Exercise brief: When a line of the listing below has the string "global" in it, copy that line.

Supplied records:

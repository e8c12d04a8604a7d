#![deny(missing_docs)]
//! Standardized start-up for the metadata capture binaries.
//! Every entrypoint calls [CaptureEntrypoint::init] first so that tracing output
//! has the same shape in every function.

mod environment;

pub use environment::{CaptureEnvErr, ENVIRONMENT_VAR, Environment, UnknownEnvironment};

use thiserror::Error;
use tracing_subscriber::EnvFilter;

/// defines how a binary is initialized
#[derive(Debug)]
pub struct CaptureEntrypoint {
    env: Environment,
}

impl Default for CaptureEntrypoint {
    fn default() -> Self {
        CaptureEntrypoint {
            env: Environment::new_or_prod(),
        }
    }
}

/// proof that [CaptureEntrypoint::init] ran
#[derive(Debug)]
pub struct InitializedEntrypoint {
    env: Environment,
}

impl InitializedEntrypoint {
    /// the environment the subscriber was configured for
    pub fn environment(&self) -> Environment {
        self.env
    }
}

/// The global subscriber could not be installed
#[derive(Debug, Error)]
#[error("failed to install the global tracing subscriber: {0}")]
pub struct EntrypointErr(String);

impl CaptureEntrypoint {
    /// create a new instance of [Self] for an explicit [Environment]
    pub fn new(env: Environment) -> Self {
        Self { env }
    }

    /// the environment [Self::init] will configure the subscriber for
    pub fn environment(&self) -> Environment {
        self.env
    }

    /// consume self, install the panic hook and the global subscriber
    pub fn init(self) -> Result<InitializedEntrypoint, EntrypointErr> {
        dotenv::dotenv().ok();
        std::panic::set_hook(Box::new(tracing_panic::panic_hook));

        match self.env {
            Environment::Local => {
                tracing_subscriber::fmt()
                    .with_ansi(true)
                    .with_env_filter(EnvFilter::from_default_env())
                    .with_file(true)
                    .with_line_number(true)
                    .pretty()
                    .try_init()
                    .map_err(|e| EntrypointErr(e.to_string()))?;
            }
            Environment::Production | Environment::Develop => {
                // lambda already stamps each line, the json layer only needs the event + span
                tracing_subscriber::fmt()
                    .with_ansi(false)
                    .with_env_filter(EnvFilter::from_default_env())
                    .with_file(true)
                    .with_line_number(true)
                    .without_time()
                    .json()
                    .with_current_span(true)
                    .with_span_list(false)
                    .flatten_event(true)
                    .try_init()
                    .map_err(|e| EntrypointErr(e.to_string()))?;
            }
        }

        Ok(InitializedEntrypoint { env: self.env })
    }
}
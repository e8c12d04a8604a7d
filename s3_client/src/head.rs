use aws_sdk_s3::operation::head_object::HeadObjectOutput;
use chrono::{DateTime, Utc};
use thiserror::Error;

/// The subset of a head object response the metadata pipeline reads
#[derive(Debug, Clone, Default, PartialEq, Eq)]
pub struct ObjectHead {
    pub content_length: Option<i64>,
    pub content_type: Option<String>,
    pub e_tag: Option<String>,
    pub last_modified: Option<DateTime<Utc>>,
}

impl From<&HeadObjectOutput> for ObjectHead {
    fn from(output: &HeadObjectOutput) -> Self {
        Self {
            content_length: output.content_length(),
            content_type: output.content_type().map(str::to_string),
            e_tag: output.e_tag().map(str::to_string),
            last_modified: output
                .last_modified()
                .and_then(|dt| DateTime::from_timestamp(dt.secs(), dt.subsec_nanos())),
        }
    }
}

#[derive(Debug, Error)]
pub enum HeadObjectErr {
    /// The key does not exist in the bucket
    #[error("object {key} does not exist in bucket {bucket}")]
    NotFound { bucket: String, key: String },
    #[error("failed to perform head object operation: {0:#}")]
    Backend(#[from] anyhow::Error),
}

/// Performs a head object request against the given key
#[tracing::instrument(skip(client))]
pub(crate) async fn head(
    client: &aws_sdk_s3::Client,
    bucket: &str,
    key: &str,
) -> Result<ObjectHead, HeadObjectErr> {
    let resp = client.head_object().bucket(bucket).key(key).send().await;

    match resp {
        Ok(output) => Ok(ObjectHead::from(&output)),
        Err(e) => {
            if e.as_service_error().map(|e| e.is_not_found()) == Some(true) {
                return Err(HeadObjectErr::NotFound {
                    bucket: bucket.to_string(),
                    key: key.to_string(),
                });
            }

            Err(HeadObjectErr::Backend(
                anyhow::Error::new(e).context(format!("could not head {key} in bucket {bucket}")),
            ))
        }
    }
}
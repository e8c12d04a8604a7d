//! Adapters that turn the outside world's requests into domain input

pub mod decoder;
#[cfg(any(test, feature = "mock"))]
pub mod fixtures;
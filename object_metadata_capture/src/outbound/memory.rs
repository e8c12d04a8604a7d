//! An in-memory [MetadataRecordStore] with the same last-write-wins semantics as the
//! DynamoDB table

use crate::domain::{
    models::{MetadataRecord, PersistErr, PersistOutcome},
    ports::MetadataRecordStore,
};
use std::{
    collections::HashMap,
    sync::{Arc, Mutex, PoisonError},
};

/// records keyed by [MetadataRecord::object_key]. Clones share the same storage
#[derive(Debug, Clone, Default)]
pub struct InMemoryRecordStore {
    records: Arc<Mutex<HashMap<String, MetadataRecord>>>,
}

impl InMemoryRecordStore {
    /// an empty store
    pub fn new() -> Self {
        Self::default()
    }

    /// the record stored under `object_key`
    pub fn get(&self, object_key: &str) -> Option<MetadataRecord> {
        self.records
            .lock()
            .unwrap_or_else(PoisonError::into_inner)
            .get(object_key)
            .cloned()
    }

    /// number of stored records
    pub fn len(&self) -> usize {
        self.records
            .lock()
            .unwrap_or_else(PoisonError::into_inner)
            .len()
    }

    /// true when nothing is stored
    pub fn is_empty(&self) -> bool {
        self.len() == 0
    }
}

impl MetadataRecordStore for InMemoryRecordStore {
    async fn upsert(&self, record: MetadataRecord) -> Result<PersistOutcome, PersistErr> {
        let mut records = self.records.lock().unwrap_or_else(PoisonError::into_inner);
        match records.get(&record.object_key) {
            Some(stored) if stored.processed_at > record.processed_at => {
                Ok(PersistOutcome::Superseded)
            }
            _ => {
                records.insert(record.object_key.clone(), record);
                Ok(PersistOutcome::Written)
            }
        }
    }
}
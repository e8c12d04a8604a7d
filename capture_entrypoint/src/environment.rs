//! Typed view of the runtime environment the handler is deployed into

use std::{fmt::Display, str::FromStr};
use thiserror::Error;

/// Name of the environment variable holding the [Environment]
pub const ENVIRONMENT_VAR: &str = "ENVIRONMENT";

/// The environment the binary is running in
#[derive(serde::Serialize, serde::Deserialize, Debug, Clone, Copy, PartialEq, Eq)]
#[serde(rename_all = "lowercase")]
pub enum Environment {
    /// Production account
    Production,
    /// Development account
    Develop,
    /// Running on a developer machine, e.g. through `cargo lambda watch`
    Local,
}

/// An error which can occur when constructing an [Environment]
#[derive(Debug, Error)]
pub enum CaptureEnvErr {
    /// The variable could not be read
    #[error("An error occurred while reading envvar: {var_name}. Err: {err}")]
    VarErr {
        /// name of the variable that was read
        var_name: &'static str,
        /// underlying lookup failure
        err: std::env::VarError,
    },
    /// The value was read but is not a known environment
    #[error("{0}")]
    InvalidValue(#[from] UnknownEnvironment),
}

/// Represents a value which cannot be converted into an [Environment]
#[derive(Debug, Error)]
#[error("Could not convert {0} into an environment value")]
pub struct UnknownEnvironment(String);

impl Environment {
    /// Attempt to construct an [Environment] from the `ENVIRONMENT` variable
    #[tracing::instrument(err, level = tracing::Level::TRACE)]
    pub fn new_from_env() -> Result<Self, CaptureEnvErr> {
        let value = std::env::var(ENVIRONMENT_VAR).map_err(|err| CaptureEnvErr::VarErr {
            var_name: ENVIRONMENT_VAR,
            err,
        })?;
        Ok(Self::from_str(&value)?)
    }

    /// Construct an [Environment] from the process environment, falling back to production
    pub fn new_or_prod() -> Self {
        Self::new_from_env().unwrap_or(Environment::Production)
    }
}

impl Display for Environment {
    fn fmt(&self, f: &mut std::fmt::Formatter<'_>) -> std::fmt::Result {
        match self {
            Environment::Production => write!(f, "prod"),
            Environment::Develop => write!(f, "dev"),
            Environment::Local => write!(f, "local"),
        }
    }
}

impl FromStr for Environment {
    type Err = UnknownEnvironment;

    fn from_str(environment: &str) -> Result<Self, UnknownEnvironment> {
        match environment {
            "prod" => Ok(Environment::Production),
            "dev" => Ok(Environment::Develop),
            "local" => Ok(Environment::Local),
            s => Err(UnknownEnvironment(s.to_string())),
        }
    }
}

Response:
/// The global subscriber could not be installed
#[error("failed to install the global tracing subscriber: {0}")]
    /// consume self, install the panic hook and the global subscriber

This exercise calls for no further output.